Rejoice ye pure in heart

“Rejoice in the Lord, O ye righteous: for praise is comely for the upright.” Psalm 33:1.

Processional.

“In the name of our God we will set up our banners.” (Psalm 20:5)

1. Rejoice ye pure in heart,
Rejoice, give thanks, and sing;
Your orient* banners wave on high, *[festal, in most modern hymnals]
The cross of Christ your King.

2. Bright youth and snow-crowned age,
Strong men and maidens meek,
Raise high your free, exulting song,
God’s wondrous praise to speak.
 
3. Yes, onward, onward still,
With hymn, and chant, and song,
Through gate, and porch, and columned aisle
The hallowed pathways throng.
 
4. With ordered feet pass on;
Bid thoughts of evil cease,
Ye may not bring the strife of tongues
Within the Home of Peace.
 
5. With all the angel choirs,
With all the saints on earth,
Pour out the strains of joy and bliss,
True rapture, noblest mirth.
 
6. Your clear Hosannas raise,
And Hallelujahs loud,
Whilst answ’ring echoes upward float,
Like wreaths of incense cloud.
 
7. With voice as full and strong
As ocean’s surging praise,
Send forth the hymns our fathers loved,
The psalms of ancient days.
 
8. Yes, on through life’s long path,
Still chanting as ye go,
From youth to age, by night and day,
In gladness and in woe.
 
9. Still lift your standard high,
Still march in firm array;
As warriors through the darkness toil
Till dawns the golden day.
 
10. At last the march shall end,
The wearied ones shall rest;
The pilgrims find their Father’s home,
Jerusalem the Blest.
 
11. Then on, ye pure in heart,
Rejoice, give thanks, and sing:
Your orient* banner wave on high, *[festal, in most modern hymnals]
The cross of Christ your King.
 
12. Praise him who reigns on high,
The Lord whom we adore;
The Father, Son, and Holy Ghost,
One God for evermore.

May, 1865.

Edward Hayes Plumptre (1821–1891) wrote this hymn in May 1865. It was first published in the third edition of his Lazarus and Other Poems (1868). It is headed with a reference to Psalm 20:5, “In the name of our God we will set up our banners” The hymn has twelve stanzas of four lines, in short meter (6.6.8.6.). In his words-only book and in Hymns Ancient and Modern, this hymn/song is headed “Processional.” At the Peterborough Choir Festival, it was used as a “Processional,” that is, sung while the choirs walked down the aisle to take their places at the front. Its length of twelve stanzas is very appropriate for such an occasion. Most modern hymnals include only a portion of the stanzas. 

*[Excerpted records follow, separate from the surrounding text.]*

//! Error types
//!
//! Two families live here. `CommandError` is what a git handler refuses
//! with; its `Display` is the exact transcript text the learner sees.
//! `GitLearnError` covers the ambient layers (config, DOM, I/O) that sit
//! around the interpreter.

use thiserror::Error;

/// Result type for adapter and boot code
pub type GitLearnResult<T> = Result<T, GitLearnError>;

/// A refused command.
///
/// Every variant renders to one or more transcript lines and leaves the
/// session state untouched.
#[derive(Debug, Clone, PartialEq, Eq, Error)]
pub enum CommandError {
    // ---- repository guard ----
    #[error("fatal: not a git repository (or any of the parent directories): .git")]
    NotARepository,

    // ---- missing or invalid arguments ----
    #[error("Nothing specified, nothing added.\nMaybe you wanted to say 'git add .'?")]
    NothingSpecified,

    #[error("Please provide a commit message with -m \"message\"")]
    MissingMessage,

    #[error("{0}")]
    Usage(&'static str),

    #[error("fatal: You must specify a repository to clone.")]
    NoCloneSource,

    #[error("fatal: No commits to revert")]
    NoCommitsToRevert,

    #[error("Invalid mission number. Available missions: 1, 2, 3")]
    InvalidMission,

    // ---- referential ----
    #[error("error: pathspec '{0}' did not match any file(s) known to git")]
    PathspecMismatch(String),

    #[error("fatal: Couldn't find remote ref {0}")]
    UnknownRef(String),

    #[error("fatal: '{0}' is not a valid branch name")]
    InvalidBranchName(String),

    #[error("fatal: A branch named '{0}' already exists.")]
    BranchExists(String),

    #[error("fatal: No remote repository specified.")]
    NoRemote,

    #[error("fatal: your current branch '{0}' does not have any commits yet")]
    NoCommitsYet(String),

    #[error("fatal: bad revision 'HEAD'")]
    BadRevision,

    #[error("On branch {branch}\nnothing to commit, working tree clean")]
    NothingToCommit { branch: String },

    // ---- dispatcher ----
    #[error("Command '{0}' not found. Type 'help' for available commands.")]
    UnknownCommand(String),
}

impl CommandError {
    /// Transcript lines for this error
    pub fn lines(&self) -> Vec<String> {
        self.to_string().split('\n').map(str::to_string).collect()
    }
}

/// Errors from the layers around the interpreter
#[derive(Debug, Error)]
pub enum GitLearnError {
    #[error("invalid config: {0}")]
    Config(#[from] serde_json::Error),

    #[error("missing element: {0}")]
    MissingElement(String),

    #[error("javascript error: {0}")]
    Js(String),

    #[error("io error: {0}")]
    Io(#[from] std::io::Error),
}

#[cfg(target_arch = "wasm32")]
impl From<wasm_bindgen::JsValue> for GitLearnError {
    fn from(value: wasm_bindgen::JsValue) -> Self {
        GitLearnError::Js(format!("{:?}", value))
    }
}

E. H. Plumptre was an English scholar, theologian, and preacher. He was born August 6, 1821, in London, the son of Edward Hallows Plumptre. Plumptre was ordained in 1847, and served King’s College, London until 1881. He was Professor of Exegesis at King’s College, London, at the time he wrote the hymn. He wrote the commentary on the book of Acts that appears in A Bible Commentary for English Readers. E. H. Plumptre served as Dean of Wells, 1881-1891 (Wells Cathedral, or Cathedral Church of St Andrew). He married Harriet Theodosia Maurice. They had no children. Plumptre died February 1, 1891 in Wells. Somerset, England. He and his wife are interred at the Wells Cathedral at Wells.

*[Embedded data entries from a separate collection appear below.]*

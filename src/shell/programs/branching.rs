//! Branching & merging: branch, checkout, merge

use super::{lines, operand, CommandResult, FAST_FORWARD};
use crate::error::CommandError;
use crate::mission::MissionEvent;
use crate::shell::executor::SessionState;

/// branch - list branches, or create one
pub fn git_branch(state: &mut SessionState, args: &[String]) -> CommandResult {
    match args.first().map(String::as_str) {
        None | Some("--list") | Some("-a") | Some("-r") => return Ok(list_branches(state)),
        Some(_) => {}
    }
    let name = operand(args, 0)
        .ok_or_else(|| CommandError::InvalidBranchName(String::new()))?;

    if !state.repo.create_branch(&name) {
        return Err(CommandError::BranchExists(name));
    }
    log::info!("created branch {}", name);

    let mut out = vec![format!("Created branch {}", name)];
    out.extend(state.missions.observe(MissionEvent::BranchCreated));
    Ok(out)
}

fn list_branches(state: &SessionState) -> Vec<String> {
    let current = state.repo.current_branch();
    state
        .repo
        .branches()
        .iter()
        .map(|b| {
            if b == current {
                format!("* {}", b)
            } else {
                format!("  {}", b)
            }
        })
        .collect()
}

/// checkout - switch to an existing branch
pub fn git_checkout(state: &mut SessionState, args: &[String]) -> CommandResult {
    let name = operand(args, 0).ok_or(CommandError::Usage("usage: git checkout <branch>"))?;

    if !state.repo.switch_branch(&name) {
        return Err(CommandError::PathspecMismatch(name));
    }
    log::debug!("switched to {}", name);

    let mut out = vec![format!("Switched to branch '{}'", name)];
    out.extend(state.missions.observe(MissionEvent::CheckedOut));
    Ok(out)
}

/// merge - simulated fast-forward of another branch into the current one
pub fn git_merge(state: &mut SessionState, args: &[String]) -> CommandResult {
    let name = operand(args, 0).ok_or(CommandError::Usage("usage: git merge <branch>"))?;

    if !state.repo.has_branch(&name) {
        return Err(CommandError::UnknownRef(name));
    }
    if name == state.repo.current_branch() {
        return Ok(lines(&["Already up to date."]));
    }

    let mut out = lines(FAST_FORWARD);
    out.extend(state.missions.observe(MissionEvent::Merged));
    Ok(out)
}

In Hymns Ancient & Modern with Appendix (London: William Clowes & Sons, 1868), this is Hymn No. 393, below the hymn tune Peterborough by William Henry Monk.

This is song No. 645 in Psalms, Hymns, and Spiritual Songs. It includes all 12 stanzas by Plumptre (some slightly arranged), paired with the tune Marion, by organist and choirmaster Arthur Henry Messiter (1834-1916). There it has a refrain, probably added by Messiter.

Rejoice (rejoice), rejoice (rejoice),
Rejoice, give thanks and sing.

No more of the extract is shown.